Your assignment
Repeat exactly, and only, the lines below starting at the line that contains "self.bindings.push(binding);" and ending at the line that contains "Number of bindings.", inclusive of both.

Materials provided
..............................

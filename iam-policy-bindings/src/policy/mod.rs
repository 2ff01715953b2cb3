//! Access policy: an ordered list of role bindings with role-keyed access.
//!
//! Every role-keyed operation first runs [`Policy::check_version`]. Policies
//! declaring a schema version above 1 may carry conditional bindings, which
//! this type does not model, so role-keyed access to them is refused.

mod legacy;
mod resource;

pub use legacy::DEPRECATION_TARGET;

use crate::error::{PolicyError, PolicyResult};
use crate::types::Binding;
use log::{debug, trace};
use std::collections::BTreeSet;

/// Highest schema version role-keyed access is defined for.
pub const MAX_SUPPORTED_VERSION: i32 = 1;

/// IAM policy: role bindings plus an opaque etag and a schema version.
///
/// Holds at most one binding per role. The type has no internal locking;
/// callers sharing one instance across threads must wrap it themselves
/// (for example in a `Mutex`).
///
/// ```
/// use iam_policy_bindings::{Policy, OWNER_ROLE};
///
/// let mut policy = Policy::new();
/// policy
///     .set(OWNER_ROLE, ["user:a@x.com", "user:a@x.com", "group:g@x.com"])
///     .unwrap();
/// assert_eq!(policy.get(OWNER_ROLE).unwrap().len(), 2);
/// ```
#[derive(Debug, Clone, Default, PartialEq, Eq)]
pub struct Policy {
    etag: Option<String>,
    version: Option<i32>,
    bindings: Vec<Binding>,
}

impl Policy {
    /// Create an empty policy with no etag and no version.
    pub fn new() -> Self {
        Self::default()
    }

    /// Create an empty policy carrying an etag and version.
    pub fn with_etag_and_version(etag: Option<String>, version: Option<i32>) -> Self {
        Self {
            etag,
            version,
            bindings: Vec::new(),
        }
    }

    /// Opaque concurrency token, passed through unmodified.
    pub fn etag(&self) -> Option<&str> {
        self.etag.as_deref()
    }

    /// Replace the etag.
    pub fn set_etag(&mut self, etag: Option<String>) {
        self.etag = etag;
    }

    /// Declared schema version, if any.
    pub fn version(&self) -> Option<i32> {
        self.version
    }

    /// Replace the schema version. This changes what the version gate allows.
    pub fn set_version(&mut self, version: Option<i32>) {
        self.version = version;
    }

    /// Fail with [`PolicyError::UnsupportedVersion`] if the declared version
    /// is above [`MAX_SUPPORTED_VERSION`].
    pub fn check_version(&self) -> PolicyResult<()> {
        match self.version {
            Some(version) if version > MAX_SUPPORTED_VERSION => {
                Err(PolicyError::UnsupportedVersion(version))
            }
            _ => Ok(()),
        }
    }

    /// Members bound to `role`, or an empty set if the role has no binding.
    pub fn get(&self, role: &str) -> PolicyResult<BTreeSet<String>> {
        self.check_version()?;
        Ok(self
            .find(role)
            .map(|index| self.bindings[index].members.clone())
            .unwrap_or_default())
    }

    /// Bind `members` to `role`, replacing any existing binding for it.
    ///
    /// Duplicate members collapse. A new role is appended after the existing
    /// bindings; a known role keeps its position.
    pub fn set<I, S>(&mut self, role: impl Into<String>, members: I) -> PolicyResult<()>
    where
        I: IntoIterator<Item = S>,
        S: Into<String>,
    {
        self.check_version()?;
        let binding = Binding::new(role, members);
        match self.find(&binding.role) {
            Some(index) => {
                debug!(
                    "Replacing binding for {} ({} members)",
                    binding.role,
                    binding.members.len()
                );
                self.bindings[index].members = binding.members;
            }
            None => {
                debug!(
                    "Adding binding for {} ({} members)",
                    binding.role,
                    binding.members.len()
                );
                self.bindings.push(binding);
            }
        }
        Ok(())
    }

    /// Remove and return the binding for `role`.
    pub fn delete(&mut self, role: &str) -> PolicyResult<Binding> {
        self.check_version()?;
        let index = self
            .find(role)
            .ok_or_else(|| PolicyError::role_not_found(role))?;
        debug!("Removing binding for {}", role);
        Ok(self.bindings.remove(index))
    }

    /// Add a single member to `role`, creating the binding if needed.
    ///
    /// Returns `false` if the member was already bound.
    pub fn add_member(&mut self, role: &str, member: impl Into<String>) -> PolicyResult<bool> {
        self.check_version()?;
        let member = member.into();
        match self.find(role) {
            Some(index) => Ok(self.bindings[index].members.insert(member)),
            None => {
                self.bindings.push(Binding::new(role, [member]));
                Ok(true)
            }
        }
    }

    /// Remove a single member from `role`.
    ///
    /// A binding left without members is dropped. Returns `false` if the
    /// member was not bound; fails if the role has no binding at all.
    pub fn remove_member(&mut self, role: &str, member: &str) -> PolicyResult<bool> {
        self.check_version()?;
        let index = self
            .find(role)
            .ok_or_else(|| PolicyError::role_not_found(role))?;
        let removed = self.bindings[index].members.remove(member);
        if self.bindings[index].members.is_empty() {
            trace!("Dropping empty binding for {}", role);
            self.bindings.remove(index);
        }
        Ok(removed)
    }

    /// Roles in binding order.
    ///
    /// The iterator borrows the policy; call again to restart.
    pub fn roles(&self) -> PolicyResult<impl Iterator<Item = &str> + '_> {
        self.check_version()?;
        Ok(self.bindings.iter().map(|binding| binding.role.as_str()))
    }

    /// Whether `role` has a binding.
    pub fn contains_role(&self, role: &str) -> PolicyResult<bool> {
        self.check_version()?;
        Ok(self.find(role).is_some())
    }

    /// Number of bindings.
    pub fn len(&self) -> PolicyResult<usize> {
        self.check_version()?;
        Ok(self.bindings.len())
    }

    /// Whether the policy has no bindings.
    pub fn is_empty(&self) -> PolicyResult<bool> {
        Ok(self.len()? == 0)
    }

    /// The underlying binding list. Not version-gated.
    pub fn bindings(&self) -> &[Binding] {
        &self.bindings
    }

    /// Replace the whole binding list. Not version-gated.
    ///
    /// On a supported version, bindings repeating a role are merged into the
    /// first occurrence. Newer policies keep the list exactly as given.
    pub fn set_bindings(&mut self, bindings: Vec<Binding>) {
        self.bindings = merge_duplicate_roles(bindings, self.version);
    }

    /// Consume the policy, returning its binding list.
    pub fn into_bindings(self) -> Vec<Binding> {
        self.bindings
    }

    fn find(&self, role: &str) -> Option<usize> {
        self.bindings.iter().position(|binding| binding.role == role)
    }
}

/// Collapse bindings sharing a role into the first one, unioning members.
///
/// Only bindings with identical extra fields are merged, and nothing is
/// merged for versions above [`MAX_SUPPORTED_VERSION`]: conditional
/// bindings on one role are distinct grants.
pub(crate) fn merge_duplicate_roles(bindings: Vec<Binding>, version: Option<i32>) -> Vec<Binding> {
    if version.is_some_and(|v| v > MAX_SUPPORTED_VERSION) {
        return bindings;
    }
    let mut merged: Vec<Binding> = Vec::with_capacity(bindings.len());
    for binding in bindings {
        match merged
            .iter_mut()
            .find(|existing| existing.role == binding.role && existing.extra == binding.extra)
        {
            Some(existing) => {
                debug!("Merging repeated binding for {}", binding.role);
                existing.members.extend(binding.members);
            }
            None => merged.push(binding),
        }
    }
    merged
}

..............................

Result for this exercise
                self.bindings.push(binding);
            }
        }
        Ok(())
    }

    /// Remove and return the binding for `role`.
    pub fn delete(&mut self, role: &str) -> PolicyResult<Binding> {
        self.check_version()?;
        let index = self
            .find(role)
            .ok_or_else(|| PolicyError::role_not_found(role))?;
        debug!("Removing binding for {}", role);
        Ok(self.bindings.remove(index))
    }

    /// Add a single member to `role`, creating the binding if needed.
    ///
    /// Returns `false` if the member was already bound.
    pub fn add_member(&mut self, role: &str, member: impl Into<String>) -> PolicyResult<bool> {
        self.check_version()?;
        let member = member.into();
        match self.find(role) {
            Some(index) => Ok(self.bindings[index].members.insert(member)),
            None => {
                self.bindings.push(Binding::new(role, [member]));
                Ok(true)
            }
        }
    }

    /// Remove a single member from `role`.
    ///
    /// A binding left without members is dropped. Returns `false` if the
    /// member was not bound; fails if the role has no binding at all.
    pub fn remove_member(&mut self, role: &str, member: &str) -> PolicyResult<bool> {
        self.check_version()?;
        let index = self
            .find(role)
            .ok_or_else(|| PolicyError::role_not_found(role))?;
        let removed = self.bindings[index].members.remove(member);
        if self.bindings[index].members.is_empty() {
            trace!("Dropping empty binding for {}", role);
            self.bindings.remove(index);
        }
        Ok(removed)
    }

    /// Roles in binding order.
    ///
    /// The iterator borrows the policy; call again to restart.
    pub fn roles(&self) -> PolicyResult<impl Iterator<Item = &str> + '_> {
        self.check_version()?;
        Ok(self.bindings.iter().map(|binding| binding.role.as_str()))
    }

    /// Whether `role` has a binding.
    pub fn contains_role(&self, role: &str) -> PolicyResult<bool> {
        self.check_version()?;
        Ok(self.find(role).is_some())
    }

    /// Number of bindings.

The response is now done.